◆ **What to do**
Show each line of the data below that has the string "https" in it.

*** Block opens ***

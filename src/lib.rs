//! # slidereel
//!
//! Assemble an ordered set of still images into an MP4 slideshow, optionally
//! with a background audio track that is looped or trimmed to fit.
//!
//! Every image is shown for the same whole number of frames. Two timing
//! regimes are supported:
//!
//! - [`Mode::Shorts`]: one second per image, capped at sixty seconds in total.
//!   Images past the cap are dropped.
//! - [`Mode::Regular`]: a caller-chosen number of seconds per image, no cap.
//!
//! Encoding is done in-process through
//! [`ffmpeg-next`](https://crates.io/crates/ffmpeg-next); images are decoded
//! and fitted with the [`image`](https://crates.io/crates/image) crate.
//!
//! ## Quick Start
//!
//! ### Render a slideshow
//!
//! ```no_run
//! use slidereel::{Mode, Pipeline, RenderOptions, RenderRequest};
//!
//! let request = RenderRequest::new(
//!     vec!["1.jpg".into(), "2.jpg".into(), "3.jpg".into()],
//!     Mode::regular(2.0),
//!     "slideshow.mp4",
//! );
//! let output = Pipeline::run(&request, &RenderOptions::new()).unwrap();
//! assert_eq!(output.duration.as_secs(), 6);
//! ```
//!
//! ### Render a Short with music on a worker thread
//!
//! ```no_run
//! use slidereel::{CanvasPolicy, Mode, Pipeline, RenderOptions, RenderRequest};
//!
//! let images = slidereel::ImageSet::from_directory("photos").unwrap();
//! let paths = images.sources().iter().map(|s| s.path().to_path_buf()).collect();
//! let request = RenderRequest::new(paths, Mode::Shorts, "short.mp4").with_audio("song.mp3");
//! let options = RenderOptions::new().with_canvas_policy(CanvasPolicy::ModePreset);
//!
//! let handle = Pipeline::spawn(request, options).unwrap();
//! for event in handle.events() {
//!     println!("{event:?}");
//! }
//! handle.wait().unwrap();
//! ```
//!
//! ### Plan without rendering
//!
//! ```
//! use slidereel::{Mode, Timeline};
//!
//! let timeline = Timeline::plan(Mode::Shorts, 90, 30).unwrap();
//! assert_eq!(timeline.rendered_images(), 60);
//! assert_eq!(timeline.total_frames(), 1800);
//! ```
//!
//! ## Building blocks
//!
//! The pipeline is built from components that can also be used directly:
//! [`Timeline`] plans frame counts, [`FrameNormalizer`] fits images onto a
//! fixed [`Canvas`], [`VideoEncoder`] writes the silent video,
//! [`AudioAligner`] loops or trims audio and muxes it in, and
//! [`ArtifactProbe`] inspects the result.
//!
//! ## Requirements
//!
//! FFmpeg development libraries with an H.264 and an AAC encoder must be
//! installed. [`encoders_available`] reports whether the linked build has
//! them.

pub mod audio;
pub mod configuration;
mod conversion;
pub mod encode;
pub mod error;
pub mod ffmpeg;
pub mod normalize;
pub mod pipeline;
pub mod probe;
pub mod progress;
pub mod timeline;
pub mod validation;

pub use audio::{AudioAligner, AudioFormat, AudioTrack, PcmBuffer};
pub use configuration::{CanvasPolicy, FitPolicy, Mode, RenderOptions};
pub use encode::{EncodeHooks, EncodeSummary, VideoCodec, VideoEncoder, VideoEncoderOptions};
pub use error::{ErrorKind, SlideReelError};
pub use ffmpeg::{
    FfmpegLogLevel, codec_available, encoders_available, get_ffmpeg_log_level,
    set_ffmpeg_log_level,
};
pub use normalize::{
    Canvas, FrameNormalizer, FrameStream, ImageFormat, ImageSet, ImageSource, NormalizedFrame,
};
pub use pipeline::{
    Pipeline, PipelineState, RenderEvent, RenderHandle, RenderOutput, RenderRequest,
};
pub use probe::{ArtifactInfo, ArtifactProbe, AudioStreamInfo};
pub use progress::{CancellationToken, ProgressCallback, ProgressInfo, Stage};
pub use timeline::Timeline;
pub use validation::{RenderPlan, validate};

*** Block closes ***

◆ **Output for this exercise**
//! [`ffmpeg-next`](https://crates.io/crates/ffmpeg-next); images are decoded
//! and fitted with the [`image`](https://crates.io/crates/image) crate.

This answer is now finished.